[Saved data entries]
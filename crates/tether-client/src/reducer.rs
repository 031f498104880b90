// Copyright (c) 2024-2026 Martin Schröder <info@swedishembedded.com>
//
// SPDX-License-Identifier: Apache-2.0
//!
//! Pure event → state fold.
//!
//! The reducer mirrors the server's event semantics exactly; it has to,
//! because it is the only place the streamed protocol turns back into
//! something renderable. The defensive rules matter: engines emit overlapping
//! encodings and events can reference tool calls from earlier turns, so
//! `tool_result` searches messages newest-first while `tool_call` /
//! `tool_input_delta` only ever touch the current message, and unmatched
//! references are dropped rather than invented.

use serde_json::Value;

use tether_protocol::{AgentEvent, JsonMap, QuestionOption, Role};

/// One tool invocation as the client sees it accumulate.
#[derive(Debug, Clone, PartialEq)]
pub struct ToolCallInfo {
    pub tool_call_id: String,
    pub tool_name: String,
    /// Raw partial JSON accumulated from `tool_input_delta`s.
    pub input_text: String,
    /// Finalized decoded input; arrives independently of the deltas.
    pub input: Option<JsonMap>,
    pub result: Option<Value>,
    pub is_error: Option<bool>,
}

impl ToolCallInfo {
    fn new(tool_call_id: String, tool_name: String) -> Self {
        Self {
            tool_call_id,
            tool_name,
            input_text: String::new(),
            input: None,
            result: None,
            is_error: None,
        }
    }
}

/// One assistant message being streamed or completed.
#[derive(Debug, Clone, PartialEq)]
pub struct AgentMessage {
    pub role: Role,
    pub parent_tool_use_id: Option<String>,
    pub current_text: String,
    pub current_thinking: String,
    /// Insertion-ordered; looked up by id.
    pub tool_calls: Vec<ToolCallInfo>,
}

#[derive(Debug, Clone, PartialEq)]
pub struct PendingPermission {
    pub id: String,
    pub tool_name: String,
    pub input: JsonMap,
    pub tool_use_id: Option<String>,
    pub reason: Option<String>,
}

#[derive(Debug, Clone, PartialEq)]
pub struct PendingQuestion {
    pub id: String,
    pub question: String,
    pub options: Vec<QuestionOption>,
}

/// The whole client view of one session.
#[derive(Debug, Clone, Default, PartialEq)]
pub struct AgentState {
    pub session_id: Option<String>,
    pub is_running: bool,
    pub messages: Vec<AgentMessage>,
    /// Append-on-request, delete-on-resolve; insertion order preserved.
    pub pending_permissions: Vec<PendingPermission>,
    pub pending_questions: Vec<PendingQuestion>,
    pub result: Option<Value>,
    pub error: Option<String>,
}

/// Fold one event into the state.
pub fn apply_event(state: &mut AgentState, event: &AgentEvent) {
    match event {
        AgentEvent::SessionInit { session_id } => {
            // A new session replaces the state wholesale.
            *state = AgentState {
                session_id: Some(session_id.clone()),
                is_running: true,
                ..AgentState::default()
            };
        }

        AgentEvent::MessageStart {
            role,
            parent_tool_use_id,
        } => {
            state.messages.push(AgentMessage {
                role: *role,
                parent_tool_use_id: parent_tool_use_id.clone(),
                current_text: String::new(),
                current_thinking: String::new(),
                tool_calls: Vec::new(),
            });
        }

        AgentEvent::TextDelta { text } => {
            if let Some(msg) = state.messages.last_mut() {
                msg.current_text.push_str(text);
            }
        }

        AgentEvent::ThinkingDelta { text } => {
            if let Some(msg) = state.messages.last_mut() {
                msg.current_thinking.push_str(text);
            }
        }

        AgentEvent::ToolStart {
            tool_call_id,
            tool_name,
        } => {
            if let Some(msg) = state.messages.last_mut() {
                msg.tool_calls
                    .push(ToolCallInfo::new(tool_call_id.clone(), tool_name.clone()));
            }
        }

        AgentEvent::ToolInputDelta { tool_call_id, text } => {
            if let Some(tc) = current_tool_call(state, tool_call_id) {
                tc.input_text.push_str(text);
            }
        }

        AgentEvent::ToolCall {
            tool_call_id,
            tool_name,
            input,
        } => {
            if let Some(tc) = current_tool_call(state, tool_call_id) {
                tc.tool_name = tool_name.clone();
                tc.input = Some(input.clone());
            }
        }

        AgentEvent::ToolResult {
            tool_call_id,
            result,
            is_error,
        } => {
            // The result may arrive a message later (e.g. after a subagent
            // turn); find the owning message newest-first.
            for msg in state.messages.iter_mut().rev() {
                if let Some(tc) = msg
                    .tool_calls
                    .iter_mut()
                    .find(|tc| tc.tool_call_id == *tool_call_id)
                {
                    tc.result = Some(result.clone());
                    tc.is_error = *is_error;
                    break;
                }
            }
        }

        AgentEvent::PermissionRequest {
            id,
            tool_name,
            input,
            tool_use_id,
            reason,
        } => {
            state.pending_permissions.push(PendingPermission {
                id: id.clone(),
                tool_name: tool_name.clone(),
                input: input.clone(),
                tool_use_id: tool_use_id.clone(),
                reason: reason.clone(),
            });
        }

        AgentEvent::PermissionResolved { id, .. } => {
            state.pending_permissions.retain(|p| p.id != *id);
        }

        AgentEvent::UserQuestion {
            id,
            question,
            options,
        } => {
            state.pending_questions.push(PendingQuestion {
                id: id.clone(),
                question: question.clone(),
                options: options.clone(),
            });
        }

        AgentEvent::UserQuestionAnswered { id, .. } => {
            state.pending_questions.retain(|q| q.id != *id);
        }

        AgentEvent::Result { result } => {
            state.is_running = false;
            state.result = result.clone();
        }

        AgentEvent::Error { message } => {
            state.is_running = false;
            state.error = Some(message.clone());
        }
    }
}

/// A tool call may only be mutated while its message is the latest one.
fn current_tool_call<'a>(
    state: &'a mut AgentState,
    tool_call_id: &str,
) -> Option<&'a mut ToolCallInfo> {
    state
        .messages
        .last_mut()?
        .tool_calls
        .iter_mut()
        .find(|tc| tc.tool_call_id == tool_call_id)
}

// ── Unit tests ────────────────────────────────────────────────────────────────
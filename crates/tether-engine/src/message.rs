// Copyright (c) 2024-2026 Martin Schröder <info@swedishembedded.com>
//
// SPDX-License-Identifier: Apache-2.0
//!
//! Typed decoding of the engine's heterogeneous message shapes.
//!
//! Engines emit loosely-structured JSON with a `type` discriminator. Decoding
//! happens once, at the translator's edge; everything the adapter does not
//! recognize collapses into `Other` and produces no events. All field access
//! is defensive — a missing or oddly-typed field never fails a parse, it just
//! degrades to the neutral value.

use serde_json::Value;

use tether_protocol::JsonMap;

/// One decoded engine message.
#[derive(Debug, Clone, PartialEq)]
pub enum EngineMessage {
    /// A low-level streaming event, wrapped with the subagent attribution
    /// carried on the outer message.
    Stream {
        event: StreamEvent,
        parent_tool_use_id: Option<String>,
    },
    /// A complete assistant message with aggregated content blocks.
    Assistant {
        content: Vec<ContentBlock>,
        parent_tool_use_id: Option<String>,
    },
    /// A user-side message; carries tool results back to the conversation.
    User { content: Vec<ContentBlock> },
    /// The engine announced its session identity.
    Init { session_id: String },
    /// The run finished; `subtype == "success"` means cleanly.
    Result {
        subtype: Option<String>,
        result: Option<Value>,
    },
    /// Anything the adapter does not recognize.
    Other,
}

/// The inner event of a `stream_event` message.
#[derive(Debug, Clone, PartialEq)]
pub enum StreamEvent {
    MessageStart,
    BlockStart(ContentBlock),
    TextDelta(String),
    ThinkingDelta(String),
    InputJsonDelta(String),
    Other,
}

/// One content block of an aggregated assistant or user message.
#[derive(Debug, Clone, PartialEq)]
pub enum ContentBlock {
    /// `tool_use` and `server_tool_use` are not distinguished downstream.
    ToolUse {
        id: String,
        name: String,
        input: JsonMap,
    },
    Thinking { thinking: String },
    Text { text: String },
    ToolResult { tool_use_id: String, content: Value },
    Other,
}

impl EngineMessage {
    pub fn parse(v: &Value) -> EngineMessage {
        match v["type"].as_str().unwrap_or("") {
            "stream_event" => EngineMessage::Stream {
                event: StreamEvent::parse(&v["event"]),
                parent_tool_use_id: opt_string(&v["parent_tool_use_id"]),
            },
            "assistant" => EngineMessage::Assistant {
                content: parse_blocks(message_content(v)),
                parent_tool_use_id: opt_string(&v["parent_tool_use_id"]),
            },
            "user" => EngineMessage::User {
                content: parse_blocks(message_content(v)),
            },
            "system" => {
                if v["subtype"].as_str() == Some("init") {
                    match v["session_id"].as_str() {
                        Some(id) => EngineMessage::Init {
                            session_id: id.to_string(),
                        },
                        None => EngineMessage::Other,
                    }
                } else {
                    EngineMessage::Other
                }
            }
            "result" => EngineMessage::Result {
                subtype: opt_string(&v["subtype"]),
                result: match &v["result"] {
                    Value::Null => None,
                    other => Some(other.clone()),
                },
            },
            _ => EngineMessage::Other,
        }
    }
}

impl StreamEvent {
    pub fn parse(v: &Value) -> StreamEvent {
        match v["type"].as_str().unwrap_or("") {
            "message_start" => StreamEvent::MessageStart,
            "content_block_start" => StreamEvent::BlockStart(ContentBlock::parse(&v["content_block"])),
            "content_block_delta" => {
                let delta = &v["delta"];
                match delta["type"].as_str().unwrap_or("") {
                    "text_delta" => {
                        StreamEvent::TextDelta(delta["text"].as_str().unwrap_or("").to_string())
                    }
                    "thinking_delta" => StreamEvent::ThinkingDelta(
                        delta["thinking"].as_str().unwrap_or("").to_string(),
                    ),
                    "input_json_delta" => StreamEvent::InputJsonDelta(
                        delta["partial_json"].as_str().unwrap_or("").to_string(),
                    ),
                    _ => StreamEvent::Other,
                }
            }
            _ => StreamEvent::Other,
        }
    }
}

impl ContentBlock {
    pub fn parse(v: &Value) -> ContentBlock {
        match v["type"].as_str().unwrap_or("") {
            "tool_use" | "server_tool_use" => ContentBlock::ToolUse {
                id: v["id"].as_str().unwrap_or("").to_string(),
                name: v["name"].as_str().unwrap_or("").to_string(),
                input: v["input"].as_object().cloned().unwrap_or_default(),
            },
            "thinking" => ContentBlock::Thinking {
                thinking: v["thinking"].as_str().unwrap_or("").to_string(),
            },
            "text" => ContentBlock::Text {
                text: v["text"].as_str().unwrap_or("").to_string(),
            },
            "tool_result" => ContentBlock::ToolResult {
                tool_use_id: v["tool_use_id"].as_str().unwrap_or("").to_string(),
                content: v["content"].clone(),
            },
            _ => ContentBlock::Other,
        }
    }
}

/// Aggregated messages nest their blocks under `message.content`; some engine
/// builds put the array at the top level. Accept either.
fn message_content(v: &Value) -> &Value {
    let nested = &v["message"]["content"];
    if nested.is_array() {
        nested
    } else {
        &v["content"]
    }
}

fn parse_blocks(v: &Value) -> Vec<ContentBlock> {
    v.as_array()
        .map(|blocks| blocks.iter().map(ContentBlock::parse).collect())
        .unwrap_or_default()
}

fn opt_string(v: &Value) -> Option<String> {
    v.as_str().map(str::to_string)
}

/// Flatten a `tool_result` block's content into display text.
///
/// Strings pass through; arrays contribute the concatenated `text` fields of
/// their `text`-typed sub-blocks, or their JSON encoding when no such
/// sub-block exists; anything else is the empty string.
pub fn tool_result_text(content: &Value) -> String {
    match content {
        Value::String(s) => s.clone(),
        Value::Array(items) => {
            let texts: Vec<&str> = items
                .iter()
                .filter(|b| b["type"].as_str() == Some("text"))
                .filter_map(|b| b["text"].as_str())
                .collect();
            if texts.is_empty() {
                serde_json::to_string(items).unwrap_or_default()
            } else {
                texts.concat()
            }
        }
        _ => String::new(),
    }
}

// ── Unit tests ────────────────────────────────────────────────────────────────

Description of the task:
Look above for the line with "fn new(tool_call_id: String, tool_name: String)"; retype exactly that line, every line after it up to the line with "pub struct PendingQuestion", and that line too, nothing else.

Exercise output:
    fn new(tool_call_id: String, tool_name: String) -> Self {
        Self {
            tool_call_id,
            tool_name,
            input_text: String::new(),
            input: None,
            result: None,
            is_error: None,
        }
    }
}

/// One assistant message being streamed or completed.
#[derive(Debug, Clone, PartialEq)]
pub struct AgentMessage {
    pub role: Role,
    pub parent_tool_use_id: Option<String>,
    pub current_text: String,
    pub current_thinking: String,
    /// Insertion-ordered; looked up by id.
    pub tool_calls: Vec<ToolCallInfo>,
}

#[derive(Debug, Clone, PartialEq)]
pub struct PendingPermission {
    pub id: String,
    pub tool_name: String,
    pub input: JsonMap,
    pub tool_use_id: Option<String>,
    pub reason: Option<String>,
}

#[derive(Debug, Clone, PartialEq)]
pub struct PendingQuestion {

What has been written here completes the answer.